In a sub-analysis of associations between solely HC exposure and AKI, a protective association was found between HC exposure and AKI. However, after controlling for significant confounders, HC exposure alone was no longer associated with AKI. There are several potential reasons why we found an association with all PNS exposure, but not HC alone, and AKI. First, dexamethasone, the most common steroid in the PNS exposure group besides hydrocortisone, is 40–50 times stronger than HC and longer-acting [22], potentially creating more suppression on the HPA axis and leading to an iatrogenic AI in these infants. Second, as only 68 of 567 infants received HC, there is a potential the sample size was too small to detect an association, and with a larger sample size we may have seen the protective association between HC and AKI stand even in an adjusted analysis.
Limitations of our study include the observational and retrospective design. Intervals between serum creatinine evaluations were at provider discretion and not protocolized. Similarly, PNS prescription was at the discretion of the provider. In the absence of a more detailed understanding of the timing, indication and type of steroid administered, conclusions based on exposure can only be limited. However, given the scarcity of available literature and studies examining this association, these findings bear consideration. Though we determined that several confounding factors were associated with risk of AKI, additional confounders may exist that were not examined. Additionally, AI diagnosis was also at the discretion of the provider and can be difficult to diagnosis.

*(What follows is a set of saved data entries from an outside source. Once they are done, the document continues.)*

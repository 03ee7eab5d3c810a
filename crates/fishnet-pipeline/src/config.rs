//! Pipeline configuration.

use serde::{Deserialize, Serialize};

use crate::types::PipelineError;

/// Tiling parameters for the quilt aggregator.
#[derive(Debug, Clone, PartialEq, Serialize, Deserialize)]
#[serde(default)]
pub struct QuiltConfig {
    /// Square tile edge in pixels.
    pub block_size: u32,

    /// Candidates covering strictly more than this fraction of a tile
    /// are discarded as background.
    pub max_area_fraction: f64,

    /// Edge length each per-cell crop is resized to before tiling.
    /// Must be a multiple of `block_size`.
    pub crop_size: u32,
}

impl QuiltConfig {
    /// Default tile edge.
    pub const DEFAULT_BLOCK_SIZE: u32 = 512;
    /// Default candidate area ceiling.
    pub const DEFAULT_MAX_AREA_FRACTION: f64 = 0.05;
    /// Default crop edge.
    pub const DEFAULT_CROP_SIZE: u32 = 1024;

    /// Check the tiling invariants.
    ///
    /// # Errors
    ///
    /// Returns [`PipelineError::InvalidConfig`] for a zero block size, a
    /// crop size that is not a positive multiple of the block size, or
    /// an area fraction outside `(0, 1]`.
    pub fn validate(&self) -> Result<(), PipelineError> {
        if self.block_size == 0 {
            return Err(PipelineError::InvalidConfig(
                "block_size must be positive".to_string(),
            ));
        }
        if self.crop_size == 0 || self.crop_size % self.block_size != 0 {
            return Err(PipelineError::InvalidConfig(format!(
                "crop_size {} is not a multiple of block_size {}",
                self.crop_size, self.block_size,
            )));
        }
        if !(self.max_area_fraction > 0.0 && self.max_area_fraction <= 1.0) {
            return Err(PipelineError::InvalidConfig(format!(
                "max_area_fraction {} must lie in (0, 1]",
                self.max_area_fraction,
            )));
        }
        Ok(())
    }
}

impl Default for QuiltConfig {
    fn default() -> Self {
        Self {
            block_size: Self::DEFAULT_BLOCK_SIZE,
            max_area_fraction: Self::DEFAULT_MAX_AREA_FRACTION,
            crop_size: Self::DEFAULT_CROP_SIZE,
        }
    }
}

/// Configuration for a full pipeline run.
///
/// Every field has a default so a partial JSON document is accepted.
#[derive(Debug, Clone, PartialEq, Serialize, Deserialize)]
#[serde(default)]
pub struct PipelineConfig {
    /// Pixel area the interactive canvas is resized to before boxes are
    /// drawn. Aspect ratio is preserved.
    pub canvas_pixel_area: u64,

    /// Boxes with an area at or below this are treated as stray clicks.
    pub min_box_area: u64,

    /// Padding around each cell when exporting raw crops.
    pub crop_pad: u32,

    /// Put the cell segmenter in a review loop (retry/accept/abandon).
    pub review_cell_segmentation: bool,

    /// Tiled counting parameters.
    pub quilt: QuiltConfig,
}

impl PipelineConfig {
    /// Default canvas area (768 x 768).
    pub const DEFAULT_CANVAS_PIXEL_AREA: u64 = 768 * 768;
    /// Default stray-click threshold.
    pub const DEFAULT_MIN_BOX_AREA: u64 = 100;
    /// Default raw crop padding.
    pub const DEFAULT_CROP_PAD: u32 = 20;

    /// Check every parameter.
    ///
    /// # Errors
    ///
    /// Returns [`PipelineError::InvalidConfig`] describing the first
    /// violated constraint.
    pub fn validate(&self) -> Result<(), PipelineError> {
        if self.canvas_pixel_area == 0 {
            return Err(PipelineError::InvalidConfig(
                "canvas_pixel_area must be positive".to_string(),
            ));
        }
        self.quilt.validate()
    }
}

impl Default for PipelineConfig {
    fn default() -> Self {
        Self {
            canvas_pixel_area: Self::DEFAULT_CANVAS_PIXEL_AREA,
            min_box_area: Self::DEFAULT_MIN_BOX_AREA,
            crop_pad: Self::DEFAULT_CROP_PAD,
            review_cell_segmentation: false,
            quilt: QuiltConfig::default(),
        }
    }
}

In conclusion, the current study shows that PNS exposure was associated with a 1.72-fold increased adjusted relative risk of developing AKI in our cohort. HC exposure alone was not associated with increased risk of AKI. These findings should be interpreted with caution and warrant further detailed study as the relationship between AI, PNS, and indication for PNS treatment is extraordinarily complex. In future work, it will be important to investigate both timing, type, and indication for PNS exposure when examining associations with AKI. It will be important to examine PNS dosing and duration of treatment, as well as temporal association with AKI diagnosis including if the patient was still on PNS at time of AKI and/or length of time from discontinuation to diagnosis of AKI. It may also be prudent to examine re-initiation of PNS and subsequent resolution of AKI. It will also be important to utilize consistent criteria to diagnose AI to evaluate associations more effectively.